Millwork and net zero: Back to the future

Material considerations

Wind catchers were used to channel airflows in the ancient times. Photo © BigStockPhoto.com
Wind catchers were used to channel airflows in the ancient times.
Photo © BigStockPhoto.com

Architectural millwork uses a wide variety of materials for both cores and finishes. One thing these materials share is they expand and contract in response to temperature and/or RH. Wood-based materials, including solid lumber, wood veneers, and engineered wood cores, all move primarily in response to changes in moisture content. Alternatively, solid surface materials, metal laminates, and synthetic stone materials move in response to temperature, but are not affected by RH. Contrary to expectation, high-pressure laminates respond primarily to RH, like wood products.

Core materials are typically engineered wood products. Particleboard, medium-density fiberboard (MDF), and veneer core plywood are all typical cores for casework and paneling. Each has its own strengths and weaknesses. Veneer core plywood is the most dimensionally stable; the longitudinal fibers of the veneer layers move the least with changes in moisture content. However, plywood is more likely to warp than other engineered cores. For this reason, the North American Architectural Woodwork Standards (NAAWS) recommends against its use in doors. It is suitable for other applications (The North American Architectural Woodwork Standards [NAAWS] is a joint publication of the Woodwork Institute [WI] and the Architectural Woodwork Manufacturers Association of Canada [AWMAC]).

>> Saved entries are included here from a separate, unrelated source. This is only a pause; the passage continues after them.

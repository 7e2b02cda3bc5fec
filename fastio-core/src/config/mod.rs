//! Configuration types
//!
//! Board-agnostic settings for pins and buttons. The firmware fills these in
//! at build time from its board configuration file.

pub mod types;

pub use types::*;
impl<B: Board, const PIN: u16> Gpio<B, PIN> {
    /// Decoded identifier
    pub const ID: PinId = PinId::from_raw(PIN);

    const VALID: () = assert!(
        Self::ID.is_valid_for(B::BLOCKS),
        "pin identifier does not name a pin on this board"
    );

    const MASK: u8 = Self::ID.mask();
    const PIN_REG: u16 = Self::ID.block().pin();
    const DDR_REG: u16 = Self::ID.block().ddr();
    const PORT_REG: u16 = Self::ID.block().port();

    /// Create a handle for the pin
    ///
    /// Does not touch the hardware; the pin keeps its current mode.
    ///
    /// ```
    /// # use fastio_core::Gpio;
    /// # use fastio_hal::{Board, BusyWait, InterruptControl, RegisterSpace};
    /// # struct PortB;
    /// # impl RegisterSpace for PortB {
    /// #     unsafe fn read(_: u16) -> u8 { 0 }
    /// #     unsafe fn write(_: u16, _: u8) {}
    /// # }
    /// # impl InterruptControl for PortB {
    /// #     fn disable() {}
    /// #     unsafe fn enable() {}
    /// # }
    /// # impl BusyWait for PortB {
    /// #     const CYCLES_PER_LOOP: u32 = 4;
    /// #     fn spin(_: u16) {}
    /// # }
    /// # impl Board for PortB {
    /// #     const F_CPU: u32 = 16_000_000;
    /// #     const BLOCKS: &'static [u16] = &[0x23];
    /// #     type Registers = PortB;
    /// #     type Interrupts = PortB;
    /// #     type Delay = PortB;
    /// # }
    /// // Bit 5 of the block at 0x23
    /// const LED: Gpio<PortB, 0x235> = Gpio::new();
    /// ```
    ///
    /// A bit position above 7 does not compile:
    ///
    /// ```compile_fail,E0080
    /// # use fastio_core::Gpio;
    /// # use fastio_hal::{Board, BusyWait, InterruptControl, RegisterSpace};
    /// # struct PortB;
    /// # impl RegisterSpace for PortB {
    /// #     unsafe fn read(_: u16) -> u8 { 0 }
    /// #     unsafe fn write(_: u16, _: u8) {}
    /// # }
    /// # impl InterruptControl for PortB {
    /// #     fn disable() {}
    /// #     unsafe fn enable() {}
    /// # }
    /// # impl BusyWait for PortB {
    /// #     const CYCLES_PER_LOOP: u32 = 4;
    /// #     fn spin(_: u16) {}
    /// # }
    /// # impl Board for PortB {
    /// #     const F_CPU: u32 = 16_000_000;
    /// #     const BLOCKS: &'static [u16] = &[0x23];
    /// #     type Registers = PortB;
    /// #     type Interrupts = PortB;
    /// #     type Delay = PortB;
    /// # }
    /// const BAD_BIT: Gpio<PortB, 0x238> = Gpio::new();
    /// ```
    ///
    /// Neither does a base address that is not a register block of the board:
    ///
    /// ```compile_fail,E0080
    /// # use fastio_core::Gpio;
    /// # use fastio_hal::{Board, BusyWait, InterruptControl, RegisterSpace};
    /// # struct PortB;
    /// # impl RegisterSpace for PortB {
    /// #     unsafe fn read(_: u16) -> u8 { 0 }
    /// #     unsafe fn write(_: u16, _: u8) {}
    /// # }
    /// # impl InterruptControl for PortB {
    /// #     fn disable() {}
    /// #     unsafe fn enable() {}
    /// # }
    /// # impl BusyWait for PortB {
    /// #     const CYCLES_PER_LOOP: u32 = 4;
    /// #     fn spin(_: u16) {}
    /// # }
    /// # impl Board for PortB {
    /// #     const F_CPU: u32 = 16_000_000;
    /// #     const BLOCKS: &'static [u16] = &[0x23];
    /// #     type Registers = PortB;
    /// #     type Interrupts = PortB;
    /// #     type Delay = PortB;
    /// # }
    /// const NO_BLOCK: Gpio<PortB, 0x295> = Gpio::new();
    /// ```
    #[inline(always)]
    pub const fn new() -> Self {
        // Evaluated once per instantiated pin, at compile time
        let () = Self::VALID;
        Self {
            _board: PhantomData,
        }
    }

    /// Set pin to high-impedance input mode
    #[inline(always)]
    pub fn input(&mut self) {
        // SAFETY: VALID ensures DDR_REG belongs to a register block of B
        unsafe { B::Registers::modify(Self::DDR_REG, |ddr| ddr & !Self::MASK) }
    }

    /// Set pin to input mode and enable the internal pull-up
    ///
    /// The pin idles high unless pulled to ground externally.
    #[inline(always)]
    pub fn input_pullup(&mut self) {
        self.input();
        self.high();
    }

    /// Set pin to output mode
    ///
    /// The line is driven from the output register bit.
    #[inline(always)]
    pub fn output(&mut self) {
        // SAFETY: VALID ensures DDR_REG belongs to a register block of B
        unsafe { B::Registers::modify(Self::DDR_REG, |ddr| ddr | Self::MASK) }
    }

    /// Read the physical pin state
    ///
    /// Valid in both modes; in output mode this reads back the driven level.
    #[inline(always)]
    pub fn read(&self) -> bool {
        // SAFETY: VALID ensures PIN_REG belongs to a register block of B
        unsafe { B::Registers::read(Self::PIN_REG) & Self::MASK != 0 }
    }

    /// Read the output register bit (driven level, or pull-up enable)
    #[inline(always)]
    pub fn is_set_high(&self) -> bool {
        // SAFETY: VALID ensures PORT_REG belongs to a register block of B
        unsafe { B::Registers::read(Self::PORT_REG) & Self::MASK != 0 }
    }

    /// Set pin low(0)
    #[inline(always)]
    pub fn low(&mut self) {
        // SAFETY: VALID ensures PORT_REG belongs to a register block of B
        unsafe { B::Registers::modify(Self::PORT_REG, |port| port & !Self::MASK) }
    }

    /// Set pin high(1)
    #[inline(always)]
    pub fn high(&mut self) {
        // SAFETY: VALID ensures PORT_REG belongs to a register block of B
        unsafe { B::Registers::modify(Self::PORT_REG, |port| port | Self::MASK) }
    }

    /// Toggle the output register bit
    ///
    /// Writing a one to the input state register flips the output bit in
    /// hardware, so this is a single write rather than read-modify-write.
    #[inline(always)]
    pub fn toggle(&mut self) {
        // SAFETY: VALID ensures PIN_REG belongs to a register block of B;
        // zero bits written to PIN have no effect
        unsafe { B::Registers::write(Self::PIN_REG, Self::MASK) }
    }

    /// Set pin to the given state
    ///
    /// Zero sets the pin low(0), any other value sets it high(1).
    #[inline(always)]
    pub fn write(&mut self, value: impl Into<u8>) {
        if value.into() != 0 {
            self.high();
        } else {
            self.low();
        }
    }

    /// Generate a pulse of `width_us` microseconds
    ///
    /// Toggles the pin, busy-waits a cycle-counted loop and toggles back,
    /// all with interrupts disabled so the width is accurate to a few CPU
    /// cycles. A width of zero does nothing. Widths longer than the delay
    /// loop can count are clamped.
    ///
    /// Interrupts are enabled unconditionally afterwards. Calling this from
    /// an interrupt handler or another interrupt-disabled region re-enables
    /// interrupts early.
    #[inline(always)]
    pub fn pulse(&mut self, width_us: u16) {
        if width_us == 0 {
            return;
        }
        let count = pulse_loop_count(
            width_us,
            B::F_CPU,
            <B::Delay as BusyWait>::CYCLES_PER_LOOP,
        );
        without_interrupts::<B::Interrupts, _>(|| {
            self.toggle();
            B::Delay::spin(count);
            self.toggle();
        });
    }
}
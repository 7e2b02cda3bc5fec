//! Configuration type definitions

#[cfg(feature = "serde")]
use serde::{Deserialize, Serialize};

/// Default debounce interval in milliseconds
pub const DEFAULT_DEBOUNCE_MS: u16 = 50;

/// Default pulse width in microseconds
pub const DEFAULT_PULSE_US: u16 = 10;

/// Debounced button configuration
#[derive(Debug, Clone, Copy, PartialEq, Eq)]
#[cfg_attr(feature = "defmt", derive(defmt::Format))]
#[cfg_attr(feature = "serde", derive(Serialize, Deserialize))]
#[cfg_attr(feature = "serde", serde(default))]
pub struct ButtonConfig {
    /// Minimum time between accepted samples (ms)
    ///
    /// Zero samples on every poll, with no debounce protection.
    pub debounce_ms: u16,
}

impl ButtonConfig {
    /// Configuration with the given debounce interval
    pub const fn new(debounce_ms: u16) -> Self {
        Self { debounce_ms }
    }
}

impl Default for ButtonConfig {
    fn default() -> Self {
        Self::new(DEFAULT_DEBOUNCE_MS)
    }
}

/// Timed pulse output configuration
#[derive(Debug, Clone, Copy, PartialEq, Eq)]
#[cfg_attr(feature = "defmt", derive(defmt::Format))]
#[cfg_attr(feature = "serde", derive(Serialize, Deserialize))]
#[cfg_attr(feature = "serde", serde(default))]
pub struct PulseConfig {
    /// Pulse width (us); zero disables the pulse
    pub width_us: u16,
}

impl PulseConfig {
    /// Configuration with the given pulse width
    pub const fn new(width_us: u16) -> Self {
        Self { width_us }
    }
}

impl Default for PulseConfig {
    fn default() -> Self {
        Self::new(DEFAULT_PULSE_US)
    }
}

#[cfg(test)]
mod tests {
    use super::*;

    #[test]
    fn test_defaults() {
        assert_eq!(ButtonConfig::default().debounce_ms, 50);
        assert_eq!(PulseConfig::default().width_us, 10);
    }

    #[test]
    fn test_const_construction() {
        const BUTTON: ButtonConfig = ButtonConfig::new(20);
        const PULSE: PulseConfig = PulseConfig::new(0);
        assert_eq!(BUTTON.debounce_ms, 20);
        assert_eq!(PULSE.width_us, 0);
    }

    #[cfg(feature = "serde")]
    #[test]
    fn test_deserialize_board_sections() {
        let config: toml::Value = toml::from_str(
            r#"
            [button]
            pin = "D2"
            debounce_ms = 20

            [trigger]
            pin = "D8"
            "#,
        )
        .unwrap();

        let button: ButtonConfig = config["button"].clone().try_into().unwrap();
        assert_eq!(button, ButtonConfig::new(20));

        // Missing keys fall back to the defaults
        let pulse: PulseConfig = config["trigger"].clone().try_into().unwrap();
        assert_eq!(pulse, PulseConfig::default());
    }

    #[cfg(feature = "serde")]
    #[test]
    fn test_deserialize_rejects_out_of_range() {
        let section: toml::Value = toml::from_str("width_us = 70000").unwrap();
        assert!(section.try_into::<PulseConfig>().is_err());
    }
}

MDF and particleboard show more change in dimension than plywood. The NAAWS calls out an allowance for movement of 0.0039 x linear dimension for movement. This may sound like a small number, but consider a standard 1 x 2-m (4 x 8-ft) panel. The potential movement on the long axis calculates to 9.5 mm (3/8 in.). It is not a big factor in smaller pieces, but in a larger fabrication like an expanse of paneling, it becomes important.

Face materials have their own characteristics. High-pressure laminates expand and contract about half as much as MDF or particleboard. Low-pressure laminates do not have significant tensile strength, and typically move with the core material. Therefore, it is important to have balanced panel construction in cabinets and millwork. If a panel has high-pressure laminate on one side, and low-pressure laminate or nothing at all on the other side, it is almost certain to warp when RH changes. Wood veneers behave like high-pressure laminates, but they are more rigid parallel to the grain than across the grain. Their strength is in tension, not compression. There is potential for buckling or cracking to occur if there are large changes in conditions.

The longitudinal fibers of the veneer core plywood move the least with changes in moisture content. Photo courtesy Woodwork Institute
The longitudinal fibers of the veneer core plywood move the least with changes in moisture content.
Photo courtesy Woodwork Institute

Solid metal laminates are different. They are one layer of metal, typically aluminum, copper, or brass. This metal layer may have thin, low-pressure laminate backer or no backer at all and differ from metal laminates using a thin metal face bonded to a traditional high-pressure laminate backer. Solid metal laminates respond to changes in temperature, but not to differences in RH. If there is a long run in one direction, coupled with a change in RH, there can be serious problems. The use of these materials should be carefully considered, as they are best in situations with minimal swings in temperature and humidity.

Solid surface materials (filled cast polymeric resin panels) respond to temperature and are unaffected by humidity. They are most often used for countertops, but larger and more complex fabrications are becoming common. Manufacturers recommend 3-mm (1/8-in.) gaps at joints to walls to allow for movement, with flexible caulking to fill gaps.

Hardwood or softwood lumber is typically used in trim, including running trim (base, crown, casings) and built-up items like grill work, sash, and stile and rail doors. Solid stock movement is more complex; movement is anisotropic, with different percentages of movement with the grain (longitudinal), parallel to the growth rings (tangential) and perpendicular to the growth rings (radial). Longitudinal movement is small and can usually be disregarded, but parallel to the growth rings, it can be significant. For example, an ash board 304 mm (12 in.) wide would expand by 4.2 mm (5/32 in.) when going from 5 to 10 percent moisture content. Designs must allow for this movement to avoid problems.